Cooperation as a lever for social innovation
The dynamism and relevance of social entrepreneurs appeared evident in the presence of Ana Aguirre, Markel Gilbert Gutierrez and Iñigo Ibiriku , three young people from a recent promotion of Mondragón University. Mondragón University belongs to the Mondragón Cooperative Corporation, the largest and most emblematic of Spain and possibly Europe. The Mondragón Corporation owns as many companies as the Cuypstraat Albert Amsterdam market has stands (over 300) .

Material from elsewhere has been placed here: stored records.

//! HTTP API DTOs.

use serde::{Deserialize, Serialize};
use serde_json::Value;

#[derive(Debug, Clone, PartialEq, Serialize, Deserialize)]
pub struct RoomSummaryDto {
    pub id: String,
    pub durable: bool,
    pub member_count: usize,
    pub members: Vec<String>,
}

#[derive(Debug, Clone, PartialEq, Serialize, Deserialize)]
pub struct RoomDetailDto {
    pub id: String,
    pub durable: bool,
    pub members: Vec<ConnectionDto>,
}

#[derive(Debug, Clone, PartialEq, Serialize, Deserialize)]
pub struct ConnectionDto {
    pub id: String,
    pub identity: String,
    pub display_name: String,
    pub address: Option<String>,
    pub user_agent: Option<String>,
    /// RFC 3339, UTC
    pub connected_at: String,
    pub rooms: Vec<String>,
}

/// Body of a server-originated broadcast request.
#[derive(Debug, Clone, PartialEq, Serialize, Deserialize)]
pub struct BroadcastRequestDto {
    pub event: String,
    #[serde(default)]
    pub data: Value,
}

#[derive(Debug, Clone, PartialEq, Serialize, Deserialize)]
pub struct BroadcastResponseDto {
    pub delivered: usize,
    pub dropped: usize,
}

#[derive(Debug, Clone, PartialEq, Serialize, Deserialize)]
pub struct IssueSessionRequestDto {
    pub identity: String,
}

#[derive(Debug, Clone, PartialEq, Serialize, Deserialize)]
pub struct IssueSessionResponseDto {
    pub token: String,
    pub identity: String,
    /// RFC 3339, UTC
    pub expires_at: String,
}
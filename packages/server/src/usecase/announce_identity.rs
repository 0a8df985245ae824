//! UseCase: 表示名のアナウンス
//!
//! 匿名で接続した後に届く `user-connected` を処理します。

use std::sync::Arc;

use crate::domain::{ConnectionId, DisplayName, HubRepository};

use super::error::AnnounceError;

pub struct AnnounceIdentityUseCase {
    repository: Arc<dyn HubRepository>,
}

impl AnnounceIdentityUseCase {
    pub fn new(repository: Arc<dyn HubRepository>) -> Self {
        Self { repository }
    }

    /// 表示名を更新する。名前が無い・空白の場合は "Unknown User" に戻す。
    pub async fn execute(
        &self,
        client_id: &ConnectionId,
        name: Option<String>,
    ) -> Result<DisplayName, AnnounceError> {
        let display_name = DisplayName::from_announcement(name);

        self.repository
            .update_identity(client_id, display_name.clone())
            .await?;

        tracing::info!(
            "User \"{}\" connected (ID: {})",
            display_name,
            client_id
        );
        Ok(display_name)
    }
}

#[cfg(test)]
mod tests {
    use super::*;
    use crate::{
        domain::{ConnectionMetadata, Hub, Identity, Timestamp},
        infrastructure::repository::InMemoryHubRepository,
    };
    use tokio::sync::Mutex;

    async fn create_usecase() -> (AnnounceIdentityUseCase, Arc<InMemoryHubRepository>, ConnectionId) {
        let repository = Arc::new(InMemoryHubRepository::new(Arc::new(Mutex::new(Hub::new()))));
        let id = repository
            .register(
                Identity::new("alice@example.com".to_string()).unwrap(),
                ConnectionMetadata::default(),
                Timestamp::new(0),
            )
            .await;
        (AnnounceIdentityUseCase::new(repository.clone()), repository, id)
    }

    #[tokio::test]
    async fn test_announce_sets_display_name() {
        // テスト項目: アナウンスされた名前が表示名になる
        // given (前提条件):
        let (usecase, repository, id) = create_usecase().await;

        // when (操作):
        let result = usecase.execute(&id, Some("Alice".to_string())).await;

        // then (期待する結果):
        assert_eq!(result, Ok(DisplayName::new("Alice".to_string()).unwrap()));
        let connection = repository.lookup(&id).await.unwrap();
        assert_eq!(connection.display_name.as_str(), "Alice");
    }

    #[tokio::test]
    async fn test_blank_announcement_falls_back_to_unknown() {
        // テスト項目: 空の名前は "Unknown User" になる
        // given (前提条件):
        let (usecase, _repository, id) = create_usecase().await;
        usecase.execute(&id, Some("Alice".to_string())).await.unwrap();

        // when (操作):
        let result = usecase.execute(&id, Some("".to_string())).await;

        // then (期待する結果):
        assert_eq!(result, Ok(DisplayName::unknown()));
    }

    #[tokio::test]
    async fn test_long_name_is_accepted() {
        // テスト項目: 65 文字を超える名前もそのまま表示名になる
        // given (前提条件):
        let (usecase, repository, id) = create_usecase().await;
        let long_name = "x".repeat(65);

        // when (操作):
        let result = usecase.execute(&id, Some(long_name.clone())).await;

        // then (期待する結果):
        assert!(result.is_ok());
        let connection = repository.lookup(&id).await.unwrap();
        assert_eq!(connection.display_name.as_str(), long_name);
    }

    #[tokio::test]
    async fn test_announce_for_unknown_connection() {
        // テスト項目: 未登録の接続からのアナウンスは UnknownConnection
        // given (前提条件):
        let (usecase, _repository, _id) = create_usecase().await;
        let ghost = ConnectionId::generate();

        // when (操作):
        let result = usecase.execute(&ghost, Some("Ghost".to_string())).await;

        // then (期待する結果):
        assert_eq!(
            result,
            Err(AnnounceError::UnknownConnection(ghost.to_string()))
        );
    }
}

At dinner , Ana explains that despite this venerable position, Fagor, the founding company of the group, is already in deep trouble. It has shut down, leaving 1,800 jobs lost (see this report from France 24). The market for household electrical equipment, specialty Fagor is in significant decline, the population equipping less. The explanation given by Ana seems a little short. In a changing economic environment, being part of a cooperative group should not remove a company ‘s ability to innovate. Mondragón situation also illustrates the social tensions and changes in social economy in the current context, marked by short-term oriented policies and fragmentation of engagements.
Not withstanding the situation of the Mondragón group, the cooperative model has been chosen by the 3 young people from Mondragón University to develop their business to promote social innovation. Their enthusiasm is utterly contagious. Their cooperative is called Tazebaez, Basque phrase meaning “Why not?”.
Human relations in the workplace, and interpersonal communication are the most important elements that catalyze social innovation. Tested in China, Spain and elsewhere, this inter-personal and intelligent approach, arguably Slow of consulancy and coaching towards more cooperative and sustainable models, was one of the factors encouraging remarkable changes in some of the conventional companies approached. Social dialogue was for example finally established between Chinese workers and managers of a large Western company based in China.